Color Field: A Santa Monica Condo by Kevin Walz
Kevin Walz shares quite a history with retired investor Guy Gorelik. “He was among my first 10 clients,” Walz says. After a handful of projects—spread across one decade and two states, New York and California—he found himself back at a Los Angeles condominium that he’d given a cosmetic overhaul to 14 years earlier, before artist Joyce Gorelik entered the picture. Space was tight, just over 1,000 square feet, but he and the Goreliks were smitten by the fourth-floor apartment’s prime asset, a view of the beach, the sunset, and the Santa Monica pier.
He therefore thought he knew what he was getting into the second time around. But the project’s more extensive scope soon revealed structural problems from hell.
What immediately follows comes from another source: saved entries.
//! Optional Prometheus metrics: exporter construction and a middleware
//! wrapper that degrades to a pass-through when no exporter is configured.

use actix_service::{
    Service, ServiceExt as _, Transform,
    boxed::{self, BoxService},
};
use actix_web::body::BoxBody;
use actix_web::dev::{ServiceRequest, ServiceResponse};
use actix_web::middleware::Compat;
use actix_web_prom::{PrometheusMetrics, PrometheusMetricsBuilder};
use futures_util::future::LocalBoxFuture;
use std::sync::Arc;

const NAMESPACE: &str = "mentorship";
const ENDPOINT: &str = "/metrics";

/// Build the request metrics exporter served at `/metrics`.
///
/// # Errors
/// Returns [`std::io::Error`] when the collectors cannot be registered.
pub(crate) fn make_metrics() -> std::io::Result<PrometheusMetrics> {
    PrometheusMetricsBuilder::new(NAMESPACE)
        .endpoint(ENDPOINT)
        .build()
        .map_err(|err| std::io::Error::other(format!("configure Prometheus metrics: {err}")))
}

#[derive(Clone)]
pub(crate) enum MetricsLayer {
    Enabled(Arc<PrometheusMetrics>),
    Disabled,
}

impl MetricsLayer {
    #[must_use]
    pub(crate) fn from_option(metrics: Option<PrometheusMetrics>) -> Self {
        metrics.map_or(Self::Disabled, |metrics| Self::Enabled(Arc::new(metrics)))
    }
}

impl<S, B> Transform<S, ServiceRequest> for MetricsLayer
where
    S: Service<ServiceRequest, Response = ServiceResponse<B>, Error = actix_web::Error> + 'static,
    B: actix_web::body::MessageBody + 'static,
{
    type Response = ServiceResponse<BoxBody>;
    type Error = actix_web::Error;
    type InitError = ();
    type Transform = BoxService<ServiceRequest, ServiceResponse<BoxBody>, actix_web::Error>;
    type Future = LocalBoxFuture<'static, Result<Self::Transform, Self::InitError>>;

    fn new_transform(&self, service: S) -> Self::Future {
        match self {
            Self::Enabled(metrics) => {
                let fut = Compat::new(PrometheusMetrics::clone(metrics)).new_transform(service);
                Box::pin(async move { Ok(boxed::service(fut.await?)) })
            }
            Self::Disabled => {
                let svc = service.map(|res: ServiceResponse<B>| res.map_into_boxed_body());
                Box::pin(async move { Ok(boxed::service(svc)) })
            }
        }
    }
}
//! Small conversions shared by the Diesel repositories.

use std::str::FromStr;

/// Collect row conversion results, mapping the first error through `map_err`.
pub fn collect_rows<T, E>(
    results: impl Iterator<Item = Result<T, String>>,
    map_err: impl FnOnce(String) -> E,
) -> Result<Vec<T>, E> {
    results.collect::<Result<Vec<_>, _>>().map_err(map_err)
}

/// Parse a stored enum label, naming the column on failure.
pub fn parse_label<T: FromStr>(column: &str, raw: &str) -> Result<T, String> {
    raw.parse()
        .map_err(|_| format!("unrecognised {column} value `{raw}`"))
}

/// Convert a `COUNT(*)` result.
#[expect(
    clippy::cast_sign_loss,
    reason = "row counts are never negative"
)]
pub const fn count(value: i64) -> u64 {
    value as u64
}

/// Clamp a page size for a `LIMIT` clause.
pub fn limit(value: usize) -> i64 {
    i64::try_from(value).unwrap_or(i64::MAX)
}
Discovery came while revamping the two bathrooms. He begins the litany of defects: “We opened up the walls to find missing studs and compromised joists. We had to rewire, install seismic upgrades, and fix the plumbing.” No wonder the process stretched out to more than two years, while the budget ballooned. Yet perseverance paid off. Intricately detailed, the compact dwelling emerged as pure Walz, mixing his production pieces and custom furnishings against a polychrome background conceived like a canvas.
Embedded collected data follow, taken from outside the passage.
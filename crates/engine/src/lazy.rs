//! Lazy directories
//!
//! A lazy directory computes entries on demand through a user function and
//! memoises the result. Each cached entry remembers the dependencies the
//! computation read (path and write time), the tick it completed at, and the
//! readers that consumed it.
//!
//! The per-entry state machine tolerates cycles: an entry is marked
//! `InFlight` for the duration of its computation, and re-entering it from
//! its own call chain yields the stale cached value (or empty) instead of
//! recursing. The entry is left `Dirty` in that case and the next update
//! drives the graph to a fixed point.

use skfs_core::{BaseName, DirName, File, Path, SkfsResult, Tick};
use std::collections::{BTreeMap, BTreeSet};
use std::sync::Arc;

/// Compute function of a lazy directory
///
/// Called with the context, the directory's own name, and the demanded key.
/// Reads performed through dependency-recording accessors become the entry's
/// dependencies.
pub type LazyFn =
    Arc<dyn Fn(&mut crate::Context, &DirName, &BaseName) -> SkfsResult<Vec<File>> + Send + Sync>;

/// Lifecycle of one lazy cache entry
#[derive(Debug, Clone, Copy, PartialEq, Eq)]
pub enum LazyState {
    /// Cache is valid against the recorded dependencies
    Clean,
    /// A dependency advanced (or the computation failed); recompute on demand
    Dirty,
    /// The computation is currently on the stack
    InFlight,
}

/// One memoised cell of a lazy directory
#[derive(Clone)]
pub struct LazyEntry {
    pub(crate) state: LazyState,
    pub(crate) values: Vec<File>,
    /// False until the first successful computation
    pub(crate) has_value: bool,
    pub(crate) deps: Vec<(Path, Tick)>,
    pub(crate) computed_at: Tick,
    pub(crate) readers: BTreeSet<Path>,
}

impl LazyEntry {
    pub(crate) fn new() -> Self {
        LazyEntry {
            state: LazyState::Dirty,
            values: Vec::new(),
            has_value: false,
            deps: Vec::new(),
            computed_at: Tick::ZERO,
            readers: BTreeSet::new(),
        }
    }

    /// Current state
    pub fn state(&self) -> LazyState {
        self.state
    }

    /// The cached value array; meaningful only after the first computation
    pub fn values(&self) -> &[File] {
        &self.values
    }

    /// True once a computation has completed successfully
    pub fn has_value(&self) -> bool {
        self.has_value
    }

    /// Dependencies recorded by the last computation
    pub fn deps(&self) -> &[(Path, Tick)] {
        &self.deps
    }

    /// Tick at which the cache was produced
    pub fn computed_at(&self) -> Tick {
        self.computed_at
    }
}

/// A directory whose contents are computed on demand
#[derive(Clone)]
pub struct LazyDir {
    name: DirName,
    /// Code is not persisted; `None` after a snapshot load until re-attached
    pub(crate) compute: Option<LazyFn>,
    pub(crate) cache: BTreeMap<BaseName, LazyEntry>,
}

impl LazyDir {
    /// Create a lazy directory with its compute function
    pub fn new(name: DirName, compute: LazyFn) -> Self {
        LazyDir {
            name,
            compute: Some(compute),
            cache: BTreeMap::new(),
        }
    }

    pub(crate) fn data_only(name: DirName, cache: BTreeMap<BaseName, LazyEntry>) -> Self {
        LazyDir {
            name,
            compute: None,
            cache,
        }
    }

    /// The directory name
    pub fn name(&self) -> &DirName {
        &self.name
    }

    /// The cached entry for a key, if any
    pub fn entry(&self, key: &BaseName) -> Option<&LazyEntry> {
        self.cache.get(key)
    }

    /// Ordered keys that have been demanded at least once
    pub fn keys(&self) -> Vec<BaseName> {
        self.cache.keys().cloned().collect()
    }
}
A trained painter, Walz still exhibits, and art was the driving force behind the Goreliks’ renovation. Richard Diebenkorn came to mind, appropriately since his studio used to be a few blocks away, and his Ocean Park series of oils on canvas gave Walz the idea to color-wash the apartment’s walls, bringing richness to the spec-built boxiness. “The strong colors were what Diebenkorn might’ve used,” Walz says. “It was risky. I wasn’t sure it was going to work.” But it does, partially thanks to his choice of traditional milk paint. First, he created his composition, using bands of mustard yellow and fern green to suggest a frieze and baseboard against a field of ocean blue. Then he painted over the blue with oyster white in the public spaces and gray-blue in the bedroom and the study, which doubles as a guest room. The process continued with intermittent sanding and a final coat of wax, together producing a texture that recalls the frescoes of Rome, Walz’s adopted city. “Everyone who comes in here remarks on the color of the walls,” Joyce Gorelik says.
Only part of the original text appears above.